Developing Enterprise Applications  

Overview of ArcGIS Geospatial EJBs


EJBArcGIS Geospatial Enterprise JavaBeans

The ArcGIS Server GeoSpatial EJBs are a suite of server-side components aimed at providing interoperability, mission-critical support, and secure infrastructure to enable customers take advantage of their existing investment in ArcGIS Server. It also enables business to interface their existing applications to other business. The out-of-the box EJBs provides the framework to build and deploy GIS-enabled J2EE applications within the Java EE Application Server container and services to meet a variety of needs using a variety of clients by exposing ArcGIS Server Object functionality.
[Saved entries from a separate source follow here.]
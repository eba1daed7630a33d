//! Management and control payloads

use byteorder::{ByteOrder, LittleEndian};
use bytes::{Bytes, BytesMut, BufMut};

use super::Malformed;
use crate::node::{Address, Callsign, CALLSIGN_LEN};
use crate::qos::QosClass;
use crate::schedule::SlotOwner;

const BEACON_HEADER_LEN: usize = 19;
const SLOT_ENTRY_LEN: usize = 8;

/// Superframe beacon, emitted by the coordinator in the beacon slot
#[derive(Debug, Clone, PartialEq)]
pub struct Beacon {
    pub network_id: u16,
    /// Schedule epoch, incremented on every beacon
    pub epoch: u16,
    /// Coordinator time at the start of the superframe in us
    pub timestamp_us: u64,
    pub slot_us: u32,
    pub guard_us: u16,
    /// Slot allocation map, indexed by slot number
    pub slots: Vec<(SlotOwner, QosClass)>,
}

impl Beacon {
    pub fn encode(&self) -> Bytes {
        let n = self.slots.len().min(u8::MAX as usize);
        let mut b = BytesMut::with_capacity(BEACON_HEADER_LEN + n * SLOT_ENTRY_LEN);

        b.put_u16_le(self.network_id);
        b.put_u16_le(self.epoch);
        b.put_u64_le(self.timestamp_us);
        b.put_u32_le(self.slot_us);
        b.put_u16_le(self.guard_us);
        b.put_u8(n as u8);

        for (owner, class) in self.slots.iter().take(n) {
            let mut e = [0u8; SLOT_ENTRY_LEN];
            let (kind, addr) = match owner {
                SlotOwner::Beacon => (0, Address::default()),
                SlotOwner::Contention => (1, Address::default()),
                SlotOwner::Node(a) => (2, *a),
                SlotOwner::Free => (3, Address::default()),
            };
            e[0] = kind;
            addr.encode(&mut e[1..]);
            e[7] = *class as u8;
            b.put_slice(&e);
        }

        b.freeze()
    }

    pub fn decode(buff: &[u8]) -> Result<Self, Malformed> {
        if buff.len() < BEACON_HEADER_LEN {
            return Err(Malformed::Truncated);
        }

        let n = buff[18] as usize;
        if buff.len() != BEACON_HEADER_LEN + n * SLOT_ENTRY_LEN {
            return Err(Malformed::Length);
        }

        let mut slots = Vec::with_capacity(n);
        for e in buff[BEACON_HEADER_LEN..].chunks_exact(SLOT_ENTRY_LEN) {
            let owner = match e[0] {
                0 => SlotOwner::Beacon,
                1 => SlotOwner::Contention,
                2 => SlotOwner::Node(Address::decode(&e[1..])),
                3 => SlotOwner::Free,
                k => return Err(Malformed::SlotOwner(k)),
            };
            let class = QosClass::try_from(e[7]).map_err(|_| Malformed::Subtype(e[7]))?;
            slots.push((owner, class));
        }

        Ok(Self {
            network_id: LittleEndian::read_u16(&buff[0..]),
            epoch: LittleEndian::read_u16(&buff[2..]),
            timestamp_us: LittleEndian::read_u64(&buff[4..]),
            slot_us: LittleEndian::read_u32(&buff[12..]),
            guard_us: LittleEndian::read_u16(&buff[16..]),
            slots,
        })
    }
}

/// Slot request, sent in the contention slot on join or in an owned slot later
#[derive(Debug, Clone, PartialEq)]
pub struct JoinRequest {
    pub class: QosClass,
    pub duration_us: u32,
    pub callsign: Callsign,
}

impl JoinRequest {
    pub fn encode(&self) -> Bytes {
        let c = self.callsign.as_bytes();
        let mut b = BytesMut::with_capacity(6 + c.len());
        b.put_u8(self.class as u8);
        b.put_u32_le(self.duration_us);
        b.put_u8(c.len() as u8);
        b.put_slice(c);
        b.freeze()
    }

    pub fn decode(buff: &[u8]) -> Result<Self, Malformed> {
        if buff.len() < 6 {
            return Err(Malformed::Truncated);
        }

        let class = QosClass::try_from(buff[0]).map_err(|_| Malformed::Subtype(buff[0]))?;
        let n = buff[5] as usize;
        if n > CALLSIGN_LEN || buff.len() != 6 + n {
            return Err(Malformed::Length);
        }

        Ok(Self {
            class,
            duration_us: LittleEndian::read_u32(&buff[1..]),
            callsign: parse_callsign(&buff[6..])?,
        })
    }
}

#[derive(Debug, Clone, Copy, PartialEq, Eq)]
pub enum JoinStatus {
    Granted = 0,
    Denied = 1,
}

#[derive(Debug, Clone, Copy, PartialEq)]
pub struct JoinResponse {
    pub status: JoinStatus,
    pub class: QosClass,
    /// Number of slots granted per superframe
    pub slots: u8,
}

impl JoinResponse {
    pub fn encode(&self) -> Bytes {
        Bytes::copy_from_slice(&[self.status as u8, self.class as u8, self.slots])
    }

    pub fn decode(buff: &[u8]) -> Result<Self, Malformed> {
        if buff.len() != 3 {
            return Err(Malformed::Length);
        }

        let status = match buff[0] {
            0 => JoinStatus::Granted,
            1 => JoinStatus::Denied,
            s => return Err(Malformed::Subtype(s)),
        };
        let class = QosClass::try_from(buff[1]).map_err(|_| Malformed::Subtype(buff[1]))?;

        Ok(Self{ status, class, slots: buff[2] })
    }
}

/// Station identification, length and callsign each sent three times
/// and recovered by majority vote
#[derive(Debug, Clone, PartialEq)]
pub struct Identification {
    pub callsign: Callsign,
}

impl Identification {
    pub fn encode(&self) -> Bytes {
        let c = self.callsign.as_bytes();
        let mut b = BytesMut::with_capacity(3 + 3 * c.len());
        b.put_slice(&[c.len() as u8; 3]);
        for _ in 0..3 {
            b.put_slice(c);
        }
        b.freeze()
    }

    pub fn decode(buff: &[u8]) -> Result<Self, Malformed> {
        if buff.len() < 3 {
            return Err(Malformed::Truncated);
        }

        let n = vote(buff[0], buff[1], buff[2])? as usize;
        if n > CALLSIGN_LEN || buff.len() != 3 + 3 * n {
            return Err(Malformed::Length);
        }

        let copies = &buff[3..];
        let mut c = [0u8; CALLSIGN_LEN];
        for i in 0..n {
            c[i] = vote(copies[i], copies[n + i], copies[2 * n + i])?;
        }

        Ok(Self{ callsign: parse_callsign(&c[..n])? })
    }
}

/// Request retransmission of a frame that failed its checksum
#[derive(Debug, Clone, Copy, PartialEq)]
pub struct RetransmitRequest {
    pub seq: u16,
}

impl RetransmitRequest {
    pub fn encode(&self) -> Bytes {
        let mut b = [0u8; 2];
        LittleEndian::write_u16(&mut b, self.seq);
        Bytes::copy_from_slice(&b)
    }

    pub fn decode(buff: &[u8]) -> Result<Self, Malformed> {
        if buff.len() != 2 {
            return Err(Malformed::Length);
        }
        Ok(Self{ seq: LittleEndian::read_u16(buff) })
    }
}

fn vote(a: u8, b: u8, c: u8) -> Result<u8, Malformed> {
    if a == b || a == c {
        Ok(a)
    } else if b == c {
        Ok(b)
    } else {
        Err(Malformed::Redundancy)
    }
}

fn parse_callsign(b: &[u8]) -> Result<Callsign, Malformed> {
    core::str::from_utf8(b).ok()
        .and_then(Callsign::new)
        .ok_or(Malformed::Callsign)
}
The functionalities they provide incude… Map display and query Data access Basic geospatial operations such as buffering and distance calculation Page Layout display and query Network Analysis and modeling Geocoding. You can even execute sophisticated geoprocessing models using EJBs. With the GeoSpatial EJBs you can allow users to display and query Map documents in a coarse grained manner. Operations that took many lines of code, now take only a few.

Type of EJB Functionality
Map Access to powerful map computations, export capability, layer access, display, query, identify, buffer creation, and distance calculation
Network Analyst Ability to solve transportation/network problems, find most efficient travel route, find closest facility, define service areas based on travel time.
Geocode Ability to geocode, reverse geocode, standardize addresses, find address canidates, add geocoded results to map
Geoprocessing Access geoprocessing tools and toolboxes that encapsulatesd complex GIS logic

The overall design of the ArcGIS Server EJB framework solves a few major development hurdles for you as a Java EE programmer writing Java applications for the Server. First of all, we have drastically reduced the number of steps required to get your Geospatial EJBs up and running. Customers can take advantage of ArcGIS Server Manager tool to package the EJB functionality into convenient EJB modules (enterprise archive format or .ear files) that are ready to be deployed across major application servers in point click ease.

Creating an EJB

Figure 3: Simplifying development of Geospatial EJBs

Secondly, they mask the complexity of writing code for connecting to the Server. Even after this point, your application code could get more complicated based on your application requirements. All of the specifics of connecting to and accessing the Server are handled at the time of configuration and deployment, and not needed at the time of code development.

Thirdly, if your EJB application is going to use the JCA resource adapter to properly connect to the Server in a Java EE-compliant manner, the EJBs handle the usage of the adapter for you, so you don't have to write JCA-specific code in your application.